╭──

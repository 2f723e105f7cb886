//! Receivables error types.

use rust_decimal::Decimal;
use tally_shared::error::{AppError, ErrorKind};
use tally_shared::types::InvoiceId;
use thiserror::Error;

use crate::ledger::LedgerError;
use crate::ledger::validation::MAX_AMOUNT_SCALE;

/// Errors from invoice and payment operations.
#[derive(Debug, Clone, PartialEq, Eq, Error)]
pub enum ReceivableError {
    // ========== Validation Errors ==========
    /// Payment amount is zero or negative.
    #[error("Payment amount must be positive, got {0}")]
    InvalidAmount(Decimal),

    /// The invoice number is blank.
    #[error("Invoice number is required")]
    MissingInvoiceNumber,

    /// Invoice total is zero or negative.
    #[error("Invoice total must be positive, got {0}")]
    NonPositiveTotal(Decimal),

    /// An amount has more decimal places than can be stored.
    #[error("Amount {0} has more than {max} decimal places", max = MAX_AMOUNT_SCALE)]
    ScaleTooLarge(Decimal),

    /// Due date precedes issue date.
    #[error("Due date {due_date} is before issue date {date_issued}")]
    DueBeforeIssue {
        /// Issue date.
        date_issued: chrono::NaiveDate,
        /// Due date.
        due_date: chrono::NaiveDate,
    },

    // ========== Not Found Errors ==========
    /// Invoice not found in the caller's tenant.
    #[error("Invoice not found: {0}")]
    InvoiceNotFound(InvoiceId),

    // ========== Conflict Errors ==========
    /// The invoice number is already used in the tenant.
    #[error("Invoice number {0} is already in use")]
    DuplicateNumber(String),

    /// The invoice is fully paid.
    #[error("Invoice {0} is already paid")]
    AlreadyPaid(InvoiceId),

    /// The invoice is void and cannot take payments.
    #[error("Invoice {0} is void")]
    Void(InvoiceId),

    /// The invoice is already void.
    #[error("Invoice {0} is already void")]
    AlreadyVoid(InvoiceId),

    /// The invoice kept changing underneath the write.
    #[error("Concurrent modification detected for invoice {0}, please retry")]
    ConcurrentModification(InvoiceId),

    // ========== Business Rule Errors ==========
    /// Payment is larger than what is still owed.
    #[error("Payment of {amount} exceeds balance due of {balance_due}")]
    ExceedsBalance {
        /// Requested amount.
        amount: Decimal,
        /// Remaining balance.
        balance_due: Decimal,
    },

    /// Invoices with payments cannot be voided.
    #[error("Invoice {invoice_id} has {count} payment(s) and cannot be voided")]
    HasPayments {
        /// The invoice.
        invoice_id: InvoiceId,
        /// Number of recorded payments.
        count: usize,
    },

    // ========== Dependency Errors ==========
    /// The operation exceeded its deadline. Nothing was committed.
    #[error("Operation timed out after {0} ms")]
    Timeout(u128),

    /// The data store failed.
    #[error("Store error: {0}")]
    Store(String),

    /// Internal error.
    #[error("Internal error: {0}")]
    Internal(String),
}

impl ReceivableError {
    /// Returns the error kind.
    #[must_use]
    pub const fn kind(&self) -> ErrorKind {
        match self {
            Self::InvalidAmount(_)
            | Self::MissingInvoiceNumber
            | Self::NonPositiveTotal(_)
            | Self::ScaleTooLarge(_)
            | Self::DueBeforeIssue { .. } => ErrorKind::Validation,
            Self::InvoiceNotFound(_) => ErrorKind::NotFound,
            Self::DuplicateNumber(_)
            | Self::AlreadyPaid(_)
            | Self::Void(_)
            | Self::AlreadyVoid(_)
            | Self::ConcurrentModification(_) => ErrorKind::Conflict,
            Self::ExceedsBalance { .. } | Self::HasPayments { .. } => ErrorKind::BusinessRule,
            Self::Timeout(_) | Self::Store(_) => ErrorKind::Dependency,
            Self::Internal(_) => ErrorKind::Internal,
        }
    }

    /// Returns the error code for API responses.
    #[must_use]
    pub const fn error_code(&self) -> &'static str {
        match self {
            Self::InvalidAmount(_) => "INVALID_AMOUNT",
            Self::MissingInvoiceNumber => "MISSING_INVOICE_NUMBER",
            Self::NonPositiveTotal(_) => "NON_POSITIVE_TOTAL",
            Self::ScaleTooLarge(_) => "SCALE_TOO_LARGE",
            Self::DueBeforeIssue { .. } => "DUE_BEFORE_ISSUE",
            Self::InvoiceNotFound(_) => "INVOICE_NOT_FOUND",
            Self::DuplicateNumber(_) => "DUPLICATE_NUMBER",
            Self::AlreadyPaid(_) => "ALREADY_PAID",
            Self::Void(_) => "INVOICE_VOID",
            Self::AlreadyVoid(_) => "ALREADY_VOID",
            Self::ConcurrentModification(_) => "CONCURRENT_MODIFICATION",
            Self::ExceedsBalance { .. } => "EXCEEDS_BALANCE",
            Self::HasPayments { .. } => "HAS_PAYMENTS",
            Self::Timeout(_) => "TIMEOUT",
            Self::Store(_) => "STORE_ERROR",
            Self::Internal(_) => "INTERNAL_ERROR",
        }
    }

    /// Returns the HTTP status code for this error.
    #[must_use]
    pub const fn http_status_code(&self) -> u16 {
        self.kind().status_code()
    }

    /// Returns true if this error is retryable.
    #[must_use]
    pub const fn is_retryable(&self) -> bool {
        matches!(self, Self::ConcurrentModification(_) | Self::Timeout(_))
    }
}

impl From<ReceivableError> for AppError {
    fn from(err: ReceivableError) -> Self {
        Self::from_kind(err.kind(), err.to_string())
    }
}

/// Why the cash-receipt entry for a payment could not be posted.
///
/// Never fails the payment itself; it is carried in the payment outcome.
#[derive(Debug, Clone, PartialEq, Eq, Error)]
pub enum LedgerPostingError {
    /// A posting account code is not in the tenant's chart.
    #[error("Posting account {code} not found")]
    AccountMissing {
        /// The configured account code.
        code: String,
    },

    /// A posting account is inactive.
    #[error("Posting account {code} is inactive")]
    AccountInactive {
        /// The configured account code.
        code: String,
    },

    /// Creating or posting the entry failed.
    #[error(transparent)]
    Ledger(#[from] LedgerError),
}

impl LedgerPostingError {
    /// Returns the error kind.
    #[must_use]
    pub const fn kind(&self) -> ErrorKind {
        match self {
            Self::AccountMissing { .. } | Self::AccountInactive { .. } => ErrorKind::Dependency,
            Self::Ledger(inner) => inner.kind(),
        }
    }

    /// Returns the error code for API responses.
    #[must_use]
    pub const fn error_code(&self) -> &'static str {
        match self {
            Self::AccountMissing { .. } => "POSTING_ACCOUNT_MISSING",
            Self::AccountInactive { .. } => "POSTING_ACCOUNT_INACTIVE",
            Self::Ledger(inner) => inner.error_code(),
        }
    }
}

#[cfg(test)]
mod tests {
    use super::*;
    use rust_decimal_macros::dec;

    #[test]
    fn test_error_kinds() {
        let id = InvoiceId::new();
        assert_eq!(ReceivableError::InvalidAmount(dec!(0)).kind(), ErrorKind::Validation);
        assert_eq!(ReceivableError::InvoiceNotFound(id).kind(), ErrorKind::NotFound);
        assert_eq!(ReceivableError::Void(id).kind(), ErrorKind::Conflict);
        assert_eq!(ReceivableError::AlreadyPaid(id).kind(), ErrorKind::Conflict);
        assert_eq!(
            ReceivableError::ExceedsBalance {
                amount: dec!(600),
                balance_due: dec!(400)
            }
            .kind(),
            ErrorKind::BusinessRule
        );
        assert_eq!(
            ReceivableError::HasPayments {
                invoice_id: id,
                count: 1
            }
            .http_status_code(),
            422
        );
    }

    #[test]
    fn test_display() {
        let err = ReceivableError::ExceedsBalance {
            amount: dec!(600.00),
            balance_due: dec!(400.00),
        };
        assert_eq!(
            err.to_string(),
            "Payment of 600.00 exceeds balance due of 400.00"
        );
    }

    #[test]
    fn test_retryable() {
        assert!(ReceivableError::ConcurrentModification(InvoiceId::new()).is_retryable());
        assert!(!ReceivableError::AlreadyVoid(InvoiceId::new()).is_retryable());
    }

    #[test]
    fn test_posting_error_kinds() {
        let missing = LedgerPostingError::AccountMissing {
            code: "1000".into(),
        };
        assert_eq!(missing.kind(), ErrorKind::Dependency);
        assert_eq!(missing.error_code(), "POSTING_ACCOUNT_MISSING");

        let ledger = LedgerPostingError::from(LedgerError::DuplicateNumber("PMT-1".into()));
        assert_eq!(ledger.kind(), ErrorKind::Conflict);
        assert_eq!(ledger.error_code(), "DUPLICATE_NUMBER");
    }
}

╰──

## Directions for this task
Where the string "failed" occurs in a line of the listing above, count that line, then report the total and nothing else.

## Your solution
2